Delivery and Retry Policy
Veriproof delivers webhooks with the following guarantees:
| Parameter | Value |
|---|---|
| Timeout | 10 seconds per delivery attempt |
| Retry attempts | 3 (on non-2xx response or connection failure) |
| Retry backoff | Exponential: 5s, 25s, 125s |
| Failure handling | After 3 failures the event is marked failed |
Your endpoint must return a 2xx status code within the timeout to acknowledge delivery. Returning any other status code (including 3xx redirects) causes a retry.
Idempotency
Each event has a unique id field. If your endpoint receives the same event ID more than once (due to retries), it should process it idempotently. Store the id and skip re-processing if already handled.
Delivery Logs
Every webhook delivery attempt is logged and visible in the Customer Portal:
- Navigate to Settings → Webhooks.
- Click on a webhook endpoint.
- Click Delivery logs.
The log shows every attempt for the last 7 days, including the HTTP response status, latency, and request/response body.
API
GET /v1/webhooks/{id}/delivery-logsTesting a Webhook
Use the Test button in the portal to send a sample session.completed payload to your endpoint and verify it responds correctly, without waiting for a real event.
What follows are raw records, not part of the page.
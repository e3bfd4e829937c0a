
//////
//
// Language config
//

// Eff this convention.
#![allow(non_snake_case)]



//////
//
// Module definitions
//

/// Tests for the run environment.
#[cfg(test)]
mod tests;



//////
//
// Imports
//

// Standard library
use std::{fmt::Display, fs, path::{Path, PathBuf}};

// Anyhow library
use anyhow::Context;

// Serde framework
use serde;
use serde_yaml_ng;

// Local imports
pub use shdr_util::meta::HostPlatform; // re-export



//////
//
// Enums
//

/// The build configuration of the application the shaders are compiled for. Selects the output subdirectory.
#[cfg_attr(feature="clap", derive(clap::ValueEnum))]
#[derive(Debug,Default,Clone,Copy,PartialEq,Eq,serde::Serialize,serde::Deserialize)]
#[serde(rename_all="lowercase")]
pub enum BuildConfig {
	#[default]
	Debug,
	Release
}
impl BuildConfig {
	/// The name of the output subdirectory for this configuration.
	pub fn dirName (&self) -> &'static str {
		match self {
			Self::Debug => "debug",
			Self::Release => "release"
		}
	}
}
impl Display for BuildConfig {
	fn fmt (&self, f: &mut std::fmt::Formatter<'_>) -> std::fmt::Result {
		write!(f, "{}", self.dirName())
	}
}

/// Selects how the shader driver decides whether a previously compiled artifact can be reused.
#[derive(Debug,Default,Clone,Copy,PartialEq,Eq,serde::Serialize,serde::Deserialize)]
#[serde(rename_all="camelCase")]
pub enum Invalidation {
	/// The artifact is reused iff it is at least as new as its source file.
	#[default]
	Timestamp,

	/// The artifact is reused iff a digest of the source content recorded at its last build still matches.
	ContentHash
}



//////
//
// Structs
//

/// Project layout and policy settings for a shader build, usually read from the [`CONFIG_FILENAME`] file in the
/// solution root. All relative paths are interpreted relative to the solution root.
#[derive(Debug,Clone,PartialEq,serde::Serialize,serde::Deserialize)]
#[serde(default)]
pub struct Environment {
	/// Root of the rendering library checkout providing the shader compiler and its include files.
	pub bgfxDir: PathBuf,

	/// Root directory of the shader sources.
	pub materialsDir: PathBuf,

	/// Base directory under which `<config>/<framework>/Compiled/Shaders` receives the compiled artifacts.
	pub outputDir: PathBuf,

	/// Explicit path to the shader compiler, bypassing the toolchain layout of [`Self::bgfxDir`].
	pub compiler: Option<PathBuf>,

	/// Target platform override. Defaults to the host platform.
	pub platform: Option<HostPlatform>,

	/// Shader profile override. Defaults to the profile of the target platform.
	pub profile: Option<String>,

	/// Additional include directories, passed after the ones provided by the rendering library.
	pub includeDirs: Vec<PathBuf>,

	/// The varying definition file, relative to [`Self::materialsDir`].
	pub varyingDef: PathBuf,

	/// File name suffix identifying vertex shader sources.
	pub vertexSuffix: String,

	/// File name suffix identifying fragment shader sources.
	pub fragmentSuffix: String,

	/// File name suffix of compiled artifacts.
	pub binarySuffix: String,

	/// Whether the stage part of the source suffix (e.g. `.vert`) is dropped from artifact names.
	pub stripStageSuffix: bool,

	/// The artifact invalidation policy.
	pub invalidation: Invalidation,

	/// Whether individual compile errors should make the run report failure through its exit status.
	pub failOnCompileErrors: bool
}
impl Default for Environment {
	fn default () -> Self { Self {
		bgfxDir: "Submodules/bgfx".into(),
		materialsDir: "Engine.Assets/Materials".into(),
		outputDir: "Engine.Editor/bin".into(),
		compiler: None,
		platform: None,
		profile: None,
		includeDirs: Vec::new(),
		varyingDef: "varying.def.sc".into(),
		vertexSuffix: ".vert.glsl".into(),
		fragmentSuffix: ".frag.glsl".into(),
		binarySuffix: ".bin".into(),
		stripStageSuffix: false,
		invalidation: Invalidation::default(),
		failOnCompileErrors: false
	}}
}
impl Environment
{
	///
	pub fn serialize (&self) -> anyhow::Result<Vec<u8>> {
		let mut bytes = Vec::new();
		serde_yaml_ng::to_writer(&mut bytes, self)?;
		Ok(bytes)
	}

	///
	pub fn serializeToFile (&self, filename: impl AsRef<Path>) -> anyhow::Result<()> {
		Ok(fs::write(filename, self.serialize()?)?)
	}

	///
	pub fn deserialize (bytes: impl AsRef<[u8]>) -> Result<Self, serde_yaml_ng::Error> {
		serde_yaml_ng::from_slice(bytes.as_ref())
	}

	/// Read the environment from the given YAML file.
	pub fn fromFile (filename: impl AsRef<Path>) -> anyhow::Result<Self>
	{
		let filename = filename.as_ref();
		let bytes = fs::read(filename).with_context(
			|| format!("Could not read configuration file '{}'", filename.display())
		)?;
		Self::deserialize(bytes).with_context(
			|| format!("Malformed configuration file '{}'", filename.display())
		)
	}

	/// Read the environment from the [`CONFIG_FILENAME`] file inside `solutionRoot` if there is one, otherwise return
	/// the default environment.
	pub fn loadOrDefault (solutionRoot: impl AsRef<Path>) -> anyhow::Result<Self>
	{
		let filename = solutionRoot.as_ref().join(CONFIG_FILENAME);
		if filename.exists() {
			Self::fromFile(filename)
		}
		else {
			Ok(Self::default())
		}
	}

	/// The target platform, taking the override into account.
	pub fn targetPlatform (&self) -> HostPlatform {
		self.platform.unwrap_or_else(HostPlatform::current)
	}

	/// The shader profile, taking the override into account.
	pub fn targetProfile (&self) -> String {
		self.profile.clone().unwrap_or_else(|| self.targetPlatform().defaultProfile().to_owned())
	}
}



//////
//
// Constants
//

/// The name of the configuration file looked for in the solution root.
pub const CONFIG_FILENAME: &str = "shdr.yaml";

/// The target framework identifier used when none is specified.
pub const DEFAULT_FRAMEWORK: &str = "net9.0";
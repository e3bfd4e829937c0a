
//////
//
// Imports
//

// Standard library
use std::{path::PathBuf, time::Duration};

// Local imports
use crate::*;



//////
//
// Enums
//

/// What happened to a single shader source during a run.
#[derive(Debug,Clone,PartialEq,Eq)]
pub enum CompileOutcome {
	/// The artifact was up to date, the compiler was not invoked.
	Cached,

	/// The compiler was invoked and exited with code zero.
	Built,

	/// The compiler was invoked (or could not be) and failed.
	Error(CompileError)
}
impl CompileOutcome
{
	/// The status tag shown for this outcome.
	pub fn tag (&self) -> &'static str {
		match self {
			Self::Cached => "Cached",
			Self::Built => "Built",
			Self::Error(_) => "Error"
		}
	}

	///
	#[inline(always)]
	pub fn isError (&self) -> bool {
		matches!(self, Self::Error(_))
	}
}

/// How a completed run should be reflected in the process exit status.
#[derive(Debug,Clone,Copy,PartialEq,Eq)]
pub enum ExitStatus {
	/// Nothing went wrong, or compile errors are not considered failures.
	Success,

	/// At least one shader failed to compile and compile errors are considered failures.
	CompileErrors
}
impl ExitStatus {
	/// The process exit code corresponding to this status.
	pub fn code (&self) -> u8 {
		match self {
			Self::Success => 0,
			Self::CompileErrors => 2
		}
	}
}



//////
//
// Structs
//

/// The outcome of one shader source together with what is needed to report it.
#[derive(Debug,Clone,PartialEq,Eq)]
pub struct OutcomeRecord {
	pub kind: ShaderKind,
	pub outcome: CompileOutcome,

	/// Source path relative to the source root.
	pub sourceRelPath: PathBuf,

	/// Artifact path relative to the output root.
	pub artifactRelPath: PathBuf,

	/// Lines the compiler wrote to standard output (empty if it was not invoked).
	pub stdout: Vec<String>,

	/// Lines the compiler wrote to standard error (empty if it was not invoked).
	pub stderr: Vec<String>
}
impl OutcomeRecord
{
	/// Project this record onto what a presentation layer should show for it.
	pub fn displayRecord (&self) -> DisplayRecord
	{
		// Captured output is only echoed for failures
		let diagnosticLines = if self.outcome.isError() {
			self.stderr.iter().chain(self.stdout.iter()).cloned().collect()
		}
		else { Vec::new() };

		DisplayRecord {
			status: self.outcome.tag(),
			sourcePath: util::path::displayPortable(&self.sourceRelPath),
			artifactPath: util::path::displayPortable(&self.artifactRelPath),
			diagnosticLines
		}
	}
}

/// The result of compiling all sources of one [`ShaderKind`].
#[derive(Debug,Clone,PartialEq,Eq)]
pub struct ShaderSetResult {
	pub kind: ShaderKind,

	/// Number of files processed, regardless of outcome.
	pub count: usize,

	/// One record per processed file, in processing order.
	pub outcomes: Vec<OutcomeRecord>
}
impl ShaderSetResult
{
	///
	pub fn empty (kind: ShaderKind) -> Self {
		Self { kind, count: 0, outcomes: Vec::new() }
	}

	/// Count the records whose outcome carries the given tag.
	pub fn countTagged (&self, tag: &str) -> usize {
		self.outcomes.iter().filter(|record| record.outcome.tag() == tag).count()
	}
}

/// The aggregated result of a complete driver run.
#[derive(Debug,Clone)]
pub struct BuildSummary {
	pub vertex: ShaderSetResult,
	pub fragment: ShaderSetResult,

	/// All standard error lines captured from every compiler invocation of the run, in order.
	pub diagnostics: Vec<String>,

	/// Wall-clock duration of the run.
	pub elapsed: Duration
}
impl BuildSummary
{
	/// Iterate over all records of the run, vertex shaders first.
	pub fn outcomes (&self) -> impl Iterator<Item=&OutcomeRecord> {
		self.vertex.outcomes.iter().chain(self.fragment.outcomes.iter())
	}

	///
	pub fn totalCount (&self) -> usize {
		self.vertex.count + self.fragment.count
	}

	///
	pub fn cachedCount (&self) -> usize {
		self.vertex.countTagged("Cached") + self.fragment.countTagged("Cached")
	}

	///
	pub fn builtCount (&self) -> usize {
		self.vertex.countTagged("Built") + self.fragment.countTagged("Built")
	}

	///
	pub fn errorCount (&self) -> usize {
		self.vertex.countTagged("Error") + self.fragment.countTagged("Error")
	}

	/// Decide the exit status of the run according to the given policy.
	pub fn exitStatus (&self, failOnCompileErrors: bool) -> ExitStatus {
		if failOnCompileErrors && self.errorCount() > 0 {
			ExitStatus::CompileErrors
		}
		else {
			ExitStatus::Success
		}
	}
}
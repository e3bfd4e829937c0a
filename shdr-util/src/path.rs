
//////
//
// Imports
//

// Standard library
use std::path::*;

// Anyhow library
use anyhow::{Result, anyhow};

// Normalize-path library
use normalize_path::NormalizePath;



//////
//
// Functions
//

/// Normalizes the given path, i.e. resolves/collapses any and all `..` and `.` contained within.
///
/// # Arguments
///
/// * `path` – The path to normalize.
///
/// # Returns
///
/// The normalized path.
pub fn normalize<PathRef: AsRef<Path>> (path: PathRef) -> PathBuf {
	path.as_ref().normalize()
}

/// Normalizes (i.e. returns an absolute path) the given *path* relative to the given *anchor*, **iff** *path* is
/// relative. If it is not, it will just be returned verbatim.
///
/// # Arguments
///
/// * `anchor` – The path to normalize relative to.
/// * `path` – The path to normalize in case it is relative.
///
/// # Returns
///
/// The absolute path resulting from normalizing *path*.
pub fn normalizeToAnchor<PathRef1: AsRef<Path>, PathRef2: AsRef<Path>> (anchor: PathRef1, path: PathRef2) -> PathBuf
{
	if path.as_ref().is_relative() {
		anchor.as_ref().join(path).normalize()
	}
	else {
		path.as_ref().into()
	}
}

/// Computes the path of `path` relative to `base`.
///
/// # Arguments
///
/// * `base` – The directory the result should be relative to.
/// * `path` – A path somewhere below `base`.
///
/// # Returns
///
/// The relative path, or an error if `path` does not reside below `base`.
pub fn relativeTo (base: impl AsRef<Path>, path: impl AsRef<Path>) -> Result<PathBuf> {
	path.as_ref().strip_prefix(base.as_ref()).map(Path::to_path_buf).map_err(|_| anyhow!(
		"'{}' is not located below '{}'", path.as_ref().display(), base.as_ref().display()
	))
}

/// Replaces the suffix `oldSuffix` of the final component of `path` with `newSuffix`. Unlike
/// [`Path::with_extension`], this works for compound suffixes like `.vert.glsl`.
///
/// # Arguments
///
/// * `path` – The path whose file name should be altered.
/// * `oldSuffix` – The suffix the file name is expected to end with.
/// * `newSuffix` – The replacement suffix.
///
/// # Returns
///
/// The altered path, or an error if the file name does not end with `oldSuffix` or is not valid UTF-8.
pub fn replaceSuffix (path: impl AsRef<Path>, oldSuffix: &str, newSuffix: &str) -> Result<PathBuf>
{
	let path = path.as_ref();
	let name = path.file_name().and_then(|name| name.to_str()).ok_or_else(
		|| anyhow!("Path has no UTF-8 file name: '{}'", path.display())
	)?;
	let stem = name.strip_suffix(oldSuffix).ok_or_else(
		|| anyhow!("File name '{name}' does not end with '{oldSuffix}'")
	)?;
	Ok(path.with_file_name(format!("{stem}{newSuffix}")))
}

/// Renders the given path with forward slashes regardless of host platform, for stable console output.
pub fn displayPortable (path: impl AsRef<Path>) -> String {
	path.as_ref().components()
		.map(|component| component.as_os_str().to_string_lossy().into_owned())
		.collect::<Vec<_>>()
		.join("/")
}

//////
//
// Imports
//

// Local imports
use crate::meta::*;



//////
//
// Tests
//

#[test]
fn test_HostPlatform_fromStr()
{
	assert_eq!("windows".parse::<HostPlatform>().unwrap(), HostPlatform::Windows);
	assert_eq!("OSX".parse::<HostPlatform>().unwrap(), HostPlatform::MacOS);
	assert_eq!(" macos ".parse::<HostPlatform>().unwrap(), HostPlatform::MacOS);
	assert_eq!("linux".parse::<HostPlatform>().unwrap(), HostPlatform::Linux);
	assert!("amiga".parse::<HostPlatform>().is_err());
}

#[test]
fn test_HostPlatform_toolchainProperties()
{
	let windows = HostPlatform::Windows;
	assert_eq!(windows.bgfxId(), "windows");
	assert_eq!(windows.defaultProfile(), "s_5_0");
	assert_eq!(windows.toolchainBuildDir(), "win64_vs2022");
	assert_eq!(windows.executableSuffix(), ".exe");

	let linux = HostPlatform::Linux;
	assert_eq!(linux.defaultProfile(), "spirv");
	assert_eq!(linux.executableSuffix(), "");
	assert_eq!(linux.to_string(), "linux");

	assert!(HostPlatform::MacOS.toolchainBuildDir().starts_with("osx-"));
}

#[test]
fn test_HostPlatform_current()
{
	let current = HostPlatform::current();
	#[cfg(target_os="windows")] assert_eq!(current, HostPlatform::Windows);
	#[cfg(target_os="macos")] assert_eq!(current, HostPlatform::MacOS);
	#[cfg(target_os="linux")] assert_eq!(current, HostPlatform::Linux);
	let _ = current;
}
POST /v1/webhooks/{id}/testManaging Webhooks via API
GET /v1/webhooks # List all webhooks
POST /v1/webhooks # Create a webhook
PUT /v1/webhooks/{id} # Update a webhook
DELETE /v1/webhooks/{id} # Delete a webhook
POST /v1/webhooks/{id}/test # Send a test delivery
GET /v1/webhooks/{id}/delivery-logs # View delivery historyNotification Channels (Slack / Teams)
For human-readable alert notifications in Slack or Microsoft Teams instead of raw webhook payloads, see Notification Channels. These are configured separately under Settings → Notification Channels and use the same underlying event system with a pre-formatted message template.